**Activity:** Which lines below contain "StationRow"? Pull them out.

**Information supplied:**
■ ■ ■ ■ ■ ■ ■

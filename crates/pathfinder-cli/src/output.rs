//! Output formatting for plans, stations and route history.
//!
//! Every renderer writes to a caller-supplied `Write` so the binary can
//! target stdout while tests capture into a buffer.

use std::io::{self, Write};

use clap::ValueEnum;
use pathfinder_lib::{Coordinate, NodeId, RoutePlan, StationNode, StoredRoute};
use serde::Serialize;

use crate::terminal::{format_with_separators, ColorPalette};

/// Output format for command results.
#[derive(Debug, Clone, Copy, PartialEq, Eq, Default, ValueEnum)]
pub enum OutputFormat {
    /// Human-readable text.
    #[default]
    Text,
    /// Pretty-printed JSON.
    Json,
}

#[derive(Serialize)]
struct RouteReport<'a> {
    start: Coordinate,
    end: Coordinate,
    #[serde(flatten)]
    plan: &'a RoutePlan,
}

#[derive(Serialize)]
struct StationRow<'a> {
    id: Option<i64>,
    name: &'a str,
    lon: f64,
    lat: f64,
    price: String,
}

#[derive(Serialize)]
struct HistoryRow {
    id: i64,
    start: Coordinate,
    end: Coordinate,
    fuel_stops: usize,
    total_cost: String,
    created_at: String,
}

#[derive(Serialize)]
struct GeocodeRow<'a> {
    address: &'a str,
    lon: f64,
    lat: f64,
}

/// Render a computed plan.
pub fn write_route<W: Write>(
    out: &mut W,
    format: OutputFormat,
    palette: &ColorPalette,
    start: Coordinate,
    end: Coordinate,
    plan: &RoutePlan,
) -> io::Result<()> {
    if format == OutputFormat::Json {
        return write_json(out, &RouteReport { start, end, plan });
    }

    let p = palette;
    let stops = plan.fuel_stops.len();
    writeln!(
        out,
        "Route plan: {stops} fuel stop{plural}, {distance} mi (direct {direct} mi)",
        plural = if stops == 1 { "" } else { "s" },
        distance = miles(plan.total_distance_miles),
        direct = miles(plan.direct_distance_miles),
    )?;
    writeln!(out, " {}STRT{} {}{start}{}", p.tag_start, p.reset, p.cyan, p.reset)?;
    for stop in &plan.fuel_stops {
        writeln!(
            out,
            " {}FUEL{} {}{}{} {}{}/gal{} {}({},{}){}",
            p.tag_fuel,
            p.reset,
            p.white_bold,
            stop.name,
            p.reset,
            p.green,
            stop.price,
            p.reset,
            p.gray,
            stop.lon,
            stop.lat,
            p.reset,
        )?;
    }
    writeln!(out, " {}GOAL{} {}{end}{}", p.tag_goal, p.reset, p.cyan, p.reset)?;
    writeln!(out)?;
    writeln!(out, "Fuel: {} gal", plan.gallons)?;
    writeln!(
        out,
        "Total cost: {}${}{}",
        p.white_bold, plan.total_cost, p.reset
    )
}

/// Render a geocoded address.
pub fn write_geocode<W: Write>(
    out: &mut W,
    format: OutputFormat,
    address: &str,
    coordinate: Coordinate,
) -> io::Result<()> {
    match format {
        OutputFormat::Json => write_json(
            out,
            &GeocodeRow {
                address,
                lon: coordinate.lon,
                lat: coordinate.lat,
            },
        ),
        OutputFormat::Text => writeln!(out, "{address}: {coordinate}"),
    }
}

/// Render corridor stations.
pub fn write_stations<W: Write>(
    out: &mut W,
    format: OutputFormat,
    palette: &ColorPalette,
    stations: &[StationNode],
) -> io::Result<()> {
    if format == OutputFormat::Json {
        let rows: Vec<StationRow<'_>> = stations
            .iter()
            .map(|station| StationRow {
                id: match station.id {
                    NodeId::Station(id) => Some(id),
                    NodeId::Start | NodeId::End => None,
                },
                name: &station.name,
                lon: station.coordinate.lon,
                lat: station.coordinate.lat,
                price: station.price.to_string(),
            })
            .collect();
        return write_json(out, &rows);
    }

    let p = palette;
    writeln!(out, "{} station(s) in corridor:", stations.len())?;
    for station in stations {
        writeln!(
            out,
            " - {}{}{} {}{}/gal{} {}({}){}",
            p.white_bold,
            station.name,
            p.reset,
            p.green,
            station.price,
            p.reset,
            p.gray,
            station.coordinate,
            p.reset,
        )?;
    }
    Ok(())
}

/// Render saved routes, newest first.
pub fn write_history<W: Write>(
    out: &mut W,
    format: OutputFormat,
    routes: &[StoredRoute],
) -> io::Result<()> {
    if format == OutputFormat::Json {
        let rows: Vec<HistoryRow> = routes
            .iter()
            .map(|route| HistoryRow {
                id: route.id,
                start: route.start,
                end: route.end,
                fuel_stops: route.plan.fuel_stops.len(),
                total_cost: route.plan.total_cost.to_string(),
                created_at: route.created_at.to_rfc3339(),
            })
            .collect();
        return write_json(out, &rows);
    }

    if routes.is_empty() {
        return writeln!(out, "No saved routes.");
    }
    for route in routes {
        writeln!(
            out,
            "#{} {} -> {}: {} stop(s), ${} ({})",
            route.id,
            route.start,
            route.end,
            route.plan.fuel_stops.len(),
            route.plan.total_cost,
            route.created_at.format("%Y-%m-%d %H:%M UTC"),
        )?;
    }
    Ok(())
}

fn write_json<W: Write, T: Serialize>(out: &mut W, value: &T) -> io::Result<()> {
    serde_json::to_writer_pretty(&mut *out, value)?;
    writeln!(out)
}

fn miles(value: f64) -> String {
    format_with_separators(value.max(0.0).round() as u64)
}

#[cfg(test)]
mod tests {
    use super::*;
    use crate::test_helpers::sample_plan;

    fn render(format: OutputFormat) -> String {
        let plan = sample_plan();
        let mut buffer = Vec::new();
        write_route(
            &mut buffer,
            format,
            &ColorPalette::plain(),
            Coordinate::new(0.0, 0.0),
            Coordinate::new(6.0, 0.0),
            &plan,
        )
        .unwrap();
        String::from_utf8(buffer).unwrap()
    }

    #[test]
    fn text_lists_stops_between_endpoints() {
        let text = render(OutputFormat::Text);
        let lines: Vec<&str> = text.lines().collect();
        assert_eq!(lines[0], "Route plan: 1 fuel stop, 415 mi (direct 415 mi)");
        assert_eq!(lines[1], " STRT 0,0");
        assert_eq!(lines[2], " FUEL Halfway 2.899/gal (3,0)");
        assert_eq!(lines[3], " GOAL 6,0");
        assert!(text.contains("Fuel: 41.46 gal"));
        assert!(text.contains("Total cost: $120.19"));
    }

    #[test]
    fn json_flattens_plan_next_to_endpoints() {
        let json: serde_json::Value = serde_json::from_str(&render(OutputFormat::Json)).unwrap();
        assert_eq!(json["start"]["lon"], 0.0);
        assert_eq!(json["total_cost"], "120.19");
        assert_eq!(json["fuel_stops"][0]["price"], "2.899");
        assert_eq!(json["geometry"][1], serde_json::json!([6.0, 0.0]));
    }

    #[test]
    fn geocode_text_uses_lon_lat_order() {
        let mut buffer = Vec::new();
        write_geocode(
            &mut buffer,
            OutputFormat::Text,
            "Austin, TX",
            Coordinate::new(-97.74, 30.27),
        )
        .unwrap();
        assert_eq!(String::from_utf8(buffer).unwrap(), "Austin, TX: -97.74,30.27\n");
    }

    #[test]
    fn empty_history_says_so() {
        let mut buffer = Vec::new();
        write_history(&mut buffer, OutputFormat::Text, &[]).unwrap();
        assert_eq!(String::from_utf8(buffer).unwrap(), "No saved routes.\n");
    }
}
mod common;

use std::sync::atomic::Ordering;
use std::sync::Arc;

use pathfinder_lib::{
    Coordinate, Error, GeocodeProvider, GeocodeResolver, MemoryGeocodeCache, Price, RoutePlanner,
    Vehicle,
};
use rust_decimal::Decimal;

use common::{
    station, BrokenRouteStore, FailingDirections, RecordingRouteStore, StraightLineDirections,
    VecStationStore,
};

fn planner(stations: VecStationStore, vehicle: Vehicle) -> RoutePlanner {
    RoutePlanner::new(
        Arc::new(StraightLineDirections::default()),
        Arc::new(stations),
        vehicle,
    )
}

#[test]
fn short_trip_needs_no_stops() {
    let planner = planner(VecStationStore::default(), Vehicle::default());
    let start = Coordinate::new(-97.74, 30.27);
    let end = Coordinate::new(-97.0, 30.5);

    let plan = planner.compute_route(start, end).expect("route computed");

    assert!(plan.fuel_stops.is_empty());
    assert!(plan.total_cost > Decimal::ZERO);
    assert!(plan.gallons > Decimal::ZERO);
    assert_eq!(plan.geometry, vec![start, end]);
    assert!((plan.total_distance_miles - plan.direct_distance_miles).abs() < 1e-9);
}

#[test]
fn short_trip_is_priced_at_the_fallback_without_candidates() {
    let planner = planner(VecStationStore::default(), Vehicle::default());
    let start = Coordinate::new(0.0, 0.0);
    let end = Coordinate::new(1.0, 0.0);

    let plan = planner.compute_route(start, end).unwrap();

    let expected = planner
        .vehicle()
        .leg_cost(start.distance_to(&end), Price::fallback())
        .round_dp(2);
    assert_eq!(plan.total_cost, expected);
}

#[test]
fn long_trip_without_stations_is_infeasible() {
    let vehicle = Vehicle::new(Decimal::TEN, 50.0).unwrap();
    let planner = planner(VecStationStore::default(), vehicle);

    let err = planner
        .compute_route(Coordinate::new(-74.0, 40.7), Coordinate::new(-118.2, 34.0))
        .unwrap_err();

    match &err {
        Error::NoFeasibleRoute {
            direct_miles,
            max_range_miles,
        } => {
            assert!(*direct_miles > 2000.0);
            assert_eq!(*max_range_miles, 50.0);
        }
        other => panic!("unexpected error: {other:?}"),
    }
    assert!(err.to_string().starts_with("No feasible route found"));
}

#[test]
fn long_trip_refuels_along_the_way() {
    // Start and end are ~414 miles apart; stations sit every ~138 miles.
    let stations = VecStationStore::new(vec![
        station(1, 2.0, 0.0, "3.100"),
        station(2, 4.0, 0.0, "2.900"),
        // Off the corridor.
        station(3, 3.0, 5.0, "1.000"),
    ]);
    let vehicle = Vehicle::new(Decimal::TEN, 200.0).unwrap();
    let planner = planner(stations, vehicle);

    let plan = planner
        .compute_route(Coordinate::new(0.0, 0.0), Coordinate::new(6.0, 0.0))
        .expect("route computed");

    let names: Vec<&str> = plan.fuel_stops.iter().map(|s| s.name.as_str()).collect();
    assert_eq!(names, vec!["Station 1", "Station 2"]);
    assert_eq!(plan.fuel_stops[1].price.to_string(), "2.900");
    assert!(plan.total_distance_miles > 400.0);
    // Baseline is the nearest station's price (3.100) for the first leg.
    let leg = Coordinate::new(0.0, 0.0).distance_to(&Coordinate::new(2.0, 0.0));
    let first_leg = vehicle.leg_cost(leg, "3.100".parse().unwrap());
    assert!(plan.total_cost > first_leg.round_dp(2));
}

#[test]
fn picks_the_cheaper_of_two_feasible_stops() {
    // Either station alone bridges the trip; the cheaper one should win.
    let stations = VecStationStore::new(vec![
        station(1, 2.0, 0.0, "4.000"),
        station(2, 2.0, 0.05, "2.000"),
    ]);
    let vehicle = Vehicle::new(Decimal::TEN, 150.0).unwrap();
    let planner = planner(stations, vehicle);

    let plan = planner
        .compute_route(Coordinate::new(0.0, 0.0), Coordinate::new(4.0, 0.0))
        .unwrap();

    assert_eq!(plan.fuel_stops.len(), 1);
    assert_eq!(plan.fuel_stops[0].name, "Station 2");
}

#[test]
fn directions_errors_propagate() {
    let planner = RoutePlanner::new(
        Arc::new(FailingDirections),
        Arc::new(VecStationStore::default()),
        Vehicle::default(),
    );
    let err = planner
        .compute_route(Coordinate::new(0.0, 0.0), Coordinate::new(0.1, 0.0))
        .unwrap_err();
    assert!(matches!(err, Error::Provider { .. }));
}

#[test]
fn attached_route_store_receives_the_plan() {
    let store = Arc::new(RecordingRouteStore::default());
    let planner =
        planner(VecStationStore::default(), Vehicle::default()).with_route_store(store.clone());
    let start = Coordinate::new(0.0, 0.0);
    let end = Coordinate::new(0.5, 0.0);

    let plan = planner.compute_route(start, end).unwrap();

    let saved = store.saved.lock().unwrap();
    assert_eq!(saved.len(), 1);
    assert_eq!(saved[0].0, start);
    assert_eq!(saved[0].1, end);
    assert_eq!(saved[0].2, plan);
}

#[test]
fn route_store_failures_do_not_fail_the_request() {
    let planner = planner(VecStationStore::default(), Vehicle::default())
        .with_route_store(Arc::new(BrokenRouteStore));
    assert!(planner
        .compute_route(Coordinate::new(0.0, 0.0), Coordinate::new(0.5, 0.0))
        .is_ok());
}

struct FixedGeocoder;

impl GeocodeProvider for FixedGeocoder {
    fn name(&self) -> &str {
        "fixed"
    }

    fn geocode(&self, address: &str) -> Option<Coordinate> {
        match address {
            "Austin, TX" => Some(Coordinate::new(-97.74, 30.27)),
            "Round Rock, TX" => Some(Coordinate::new(-97.68, 30.51)),
            _ => None,
        }
    }
}

#[test]
fn addresses_are_geocoded_before_routing() {
    let directions = Arc::new(StraightLineDirections::default());
    let planner = RoutePlanner::new(
        directions.clone(),
        Arc::new(VecStationStore::default()),
        Vehicle::default(),
    );
    let resolver = GeocodeResolver::new(
        vec![Box::new(FixedGeocoder)],
        Arc::new(MemoryGeocodeCache::new()),
    );

    let plan = planner
        .compute_route_between_addresses(&resolver, "Austin, TX", "Round Rock, TX")
        .unwrap();
    assert_eq!(plan.geometry.len(), 2);
    assert_eq!(directions.calls.load(Ordering::SeqCst), 1);

    let err = planner
        .compute_route_between_addresses(&resolver, "Austin, TX", "Atlantis")
        .unwrap_err();
    match err {
        Error::AddressNotFound { address } => assert_eq!(address, "Atlantis"),
        other => panic!("unexpected error: {other:?}"),
    }
    // The failed lookup never reached the directions provider.
    assert_eq!(directions.calls.load(Ordering::SeqCst), 1);
}

#[test]
fn plan_nodes_never_include_virtual_endpoints() {
    let stations = VecStationStore::new(vec![station(5, 2.0, 0.0, "3.000")]);
    let planner = planner(stations, Vehicle::new(Decimal::TEN, 150.0).unwrap());
    let plan = planner
        .compute_route(Coordinate::new(0.0, 0.0), Coordinate::new(4.0, 0.0))
        .unwrap();
    let names: Vec<&str> = plan.fuel_stops.iter().map(|s| s.name.as_str()).collect();
    assert_eq!(names, vec!["Station 5"]);
}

■ ■ ■ ■ ■ ■ ■

**Final answer:**
struct StationRow<'a> {
        let rows: Vec<StationRow<'_>> = stations
            .map(|station| StationRow {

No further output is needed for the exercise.